Background and purpose A reduction of retinal thickness and an alteration of retinal perfusion have been found in Alzheimer disease (AD). Nowadays, retinal layers and retinal perfusion can be evaluated by means of noninvasive imaging techniques, namely, optical coherence tomography (OCT) and OCT‐angiography (OCT‐A).
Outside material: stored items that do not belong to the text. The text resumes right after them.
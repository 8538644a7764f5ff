//! ExternalDNS webhook protocol binding
//!
//! | Route | Handler |
//! |-------|---------|
//! | `GET /` | domain filter negotiation |
//! | `GET /records` | current records |
//! | `POST /records` | apply a change set |
//! | `POST /adjustendpoints` | normalize desired endpoints |
//! | `GET /healthz` | liveness |
//!
//! Handlers only decode, delegate to the [`Reconciler`] and encode.
//! Vendor-facing handlers run under the write deadline; a call that outlives
//! it is dropped and answered with a structured `transient` error.

use std::future::Future;
use std::sync::Arc;
use std::time::Duration;

use axum::body::Bytes;
use axum::extract::State;
use axum::http::{StatusCode, header};
use axum::response::{IntoResponse, Response};
use axum::Router;
use axum::routing::{get, post};
use dnssync_core::capability::SUPPORTED_RECORD_TYPES;
use dnssync_core::{ChangeSet, Endpoint, Error, Reconciler, Result};
use serde::Serialize;
use serde::de::DeserializeOwned;
use tower_http::timeout::RequestBodyTimeoutLayer;
use tower_http::trace::TraceLayer;
use tracing::{debug, error, info, warn};

/// Media type of every webhook JSON payload
pub const MEDIA_TYPE: &str = "application/external.dns.webhook+json;version=1";

/// Transport deadlines of the webhook server
#[derive(Debug, Clone, Copy)]
pub struct Timeouts {
    /// Maximum time to receive a request body
    pub read: Duration,
    /// Maximum time to produce a response
    pub write: Duration,
}

/// Shared handler state
#[derive(Clone)]
struct WebhookState {
    reconciler: Arc<Reconciler>,
    write_timeout: Duration,
}

impl WebhookState {
    /// Run a vendor-facing call under the write deadline
    async fn within_deadline<T>(&self, call: impl Future<Output = Result<T>>) -> Result<T> {
        tokio::time::timeout(self.write_timeout, call)
            .await
            .unwrap_or_else(|_| {
                Err(Error::transient(format!(
                    "write deadline of {:?} exceeded",
                    self.write_timeout
                )))
            })
    }
}

/// Negotiation response
#[derive(Debug, Serialize)]
#[serde(rename_all = "camelCase")]
struct Negotiation<'a> {
    #[serde(skip_serializing_if = "<[String]>::is_empty")]
    include: &'a [String],
    #[serde(skip_serializing_if = "<[String]>::is_empty")]
    exclude: &'a [String],
    supported_record_types: Vec<String>,
}

/// Body of a failed webhook call
#[derive(Debug, Serialize)]
struct ErrorBody {
    message: String,
    failures: Vec<FailureBody>,
}

#[derive(Debug, Serialize)]
struct FailureBody {
    subject: String,
    kind: &'static str,
    message: String,
}

impl ErrorBody {
    fn from_error(subject: &str, err: &Error) -> Self {
        let failures = match err {
            Error::Apply(failures) => failures
                .iter()
                .map(|f| FailureBody {
                    subject: f.subject.clone(),
                    kind: f.error.kind(),
                    message: f.error.to_string(),
                })
                .collect(),
            other => vec![FailureBody {
                subject: subject.to_string(),
                kind: other.kind(),
                message: other.to_string(),
            }],
        };

        Self {
            message: err.to_string(),
            failures,
        }
    }
}

/// Build the webhook router around a reconciler
pub fn router(reconciler: Arc<Reconciler>, timeouts: Timeouts) -> Router {
    Router::new()
        .route("/", get(negotiate))
        .route("/records", get(get_records).post(apply_changes))
        .route("/adjustendpoints", post(adjust_endpoints))
        .route("/healthz", get(healthz))
        .layer(RequestBodyTimeoutLayer::new(timeouts.read))
        .layer(TraceLayer::new_for_http())
        .with_state(WebhookState {
            reconciler,
            write_timeout: timeouts.write,
        })
}

async fn negotiate(State(state): State<WebhookState>) -> Response {
    let filter = state.reconciler.domain_filter();
    webhook_json(
        StatusCode::OK,
        &Negotiation {
            include: filter.include(),
            exclude: filter.exclude(),
            supported_record_types: SUPPORTED_RECORD_TYPES.iter().map(|t| t.to_string()).collect(),
        },
    )
}

async fn get_records(State(state): State<WebhookState>) -> Response {
    match state.within_deadline(state.reconciler.records()).await {
        Ok(records) => {
            debug!("Returning {} record(s)", records.len());
            webhook_json(StatusCode::OK, &records)
        }
        Err(e) => {
            error!("Failed to list records: {}", e);
            webhook_json(
                StatusCode::INTERNAL_SERVER_ERROR,
                &ErrorBody::from_error("list records", &e),
            )
        }
    }
}

async fn apply_changes(State(state): State<WebhookState>, body: Bytes) -> Response {
    let changes: ChangeSet = match decode(&body) {
        Ok(changes) => changes,
        Err(response) => return response,
    };

    if changes.is_empty() {
        debug!("Received empty change set");
    }

    match state.within_deadline(state.reconciler.apply_changes(changes)).await {
        Ok(report) => {
            info!(
                "Applied change set: {} operation(s), {} out of scope{}",
                report.operations.len(),
                report.out_of_scope,
                if report.dry_run { " [DRY-RUN]" } else { "" }
            );
            StatusCode::NO_CONTENT.into_response()
        }
        Err(e) => {
            warn!("Change set failed: {}", e);
            webhook_json(
                StatusCode::INTERNAL_SERVER_ERROR,
                &ErrorBody::from_error("apply changes", &e),
            )
        }
    }
}

async fn adjust_endpoints(State(state): State<WebhookState>, body: Bytes) -> Response {
    let endpoints: Vec<Endpoint> = match decode(&body) {
        Ok(endpoints) => endpoints,
        Err(response) => return response,
    };

    webhook_json(StatusCode::OK, &state.reconciler.adjust_endpoints(endpoints))
}

async fn healthz() -> &'static str {
    "ok"
}

/// Decode a JSON request body; `null` decodes like an empty body
fn decode<T: DeserializeOwned + Default>(body: &[u8]) -> std::result::Result<T, Response> {
    if body.iter().all(u8::is_ascii_whitespace) {
        return Ok(T::default());
    }

    match serde_json::from_slice::<Option<T>>(body) {
        Ok(value) => Ok(value.unwrap_or_default()),
        Err(e) => {
            warn!("Rejected undecodable request body: {}", e);
            let err = Error::from(e);
            Err(webhook_json(
                StatusCode::BAD_REQUEST,
                &ErrorBody::from_error("decode request body", &err),
            ))
        }
    }
}

fn webhook_json<T: Serialize>(status: StatusCode, value: &T) -> Response {
    match serde_json::to_vec(value) {
        Ok(body) => (status, [(header::CONTENT_TYPE, MEDIA_TYPE)], body).into_response(),
        Err(e) => {
            error!("Failed to encode response: {}", e);
            StatusCode::INTERNAL_SERVER_ERROR.into_response()
        }
    }
}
Here, we have compared the retinal thickness and the perfusion index, measured by means of OCT and OCT‐A, in patients with mild cognitive impairment due to AD (MCI‐AD) and in age‐ and sex‐matched cognitively healthy controls. Methods Twenty‐four MCI‐AD patients and 13 control subjects were enrolled. MCI‐AD patients underwent lumbar puncture; all of them showed a cerebrospinal fluid (CSF) profile compatible with AD. OCT was used for evaluating retinal volumes and thicknesses, whereas with OCT‐A we measured fractal dimension (FD), vascular perfusion density (VPD), and vessel length density (VLD) of superficial capillary plexus (SCP), intermediate capillary plexus (ICP), deep capillary plexus (DCP), and choriocapillaris. The comparisons between groups were made after adjustment for age, diabetes, and hypertension. Results A significant reduction of SCP‐VLD (p = 0.012), ICP‐VPD (p = 0.015), ICP‐VLD (p = 0.004), DCP‐VPD (p = 0.012), and DCP‐VLD (p = 0.009) was found in MCI‐AD patients compared to controls. Conversely, FD was higher in MCI‐AD than in controls (p = 0.044). CSF Aβ42/total tau negatively correlated with FD (r = −0.51, p = 0.010). Conclusions OCT‐A might have a potential role in detecting new noninvasive biomarkers for early AD detection. Retinal VPD might identify amyloid angiopathy‐related chronic injury, and FD could show early vessel recruitment as a compensative mechanism at disease onset. Further studies will be needed to confirm these findings. OCT‐Angiography device (A) and OCT‐Angiograms of the superficial capillary plexus (B), intermediate capillary plexus (C), deep capillary plexus (D) and choriocapillaris (E).